··· Listed records ···
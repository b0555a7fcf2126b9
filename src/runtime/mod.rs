//! Server runtime: configuration, request dispatch and lifecycle.

mod config;
mod dispatcher;
mod server;
mod signal;

pub use config::ServerConfig;
pub use dispatcher::Dispatcher;
pub use server::{Server, ServerError, ServerHandle, ServerState};
pub use signal::shutdown_signal;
···
### Goal of the exercise
Please reproduce the material above exactly, line by line.

### Written answer
repository b0555a7fcf2126b9
filename src/runtime/mod.rs
//! Server runtime: configuration, request dispatch and lifecycle.

mod config;
mod dispatcher;
mod server;
mod signal;

pub use config::ServerConfig;
pub use dispatcher::Dispatcher;
pub use server::{Server, ServerError, ServerHandle, ServerState};
pub use signal::shutdown_signal;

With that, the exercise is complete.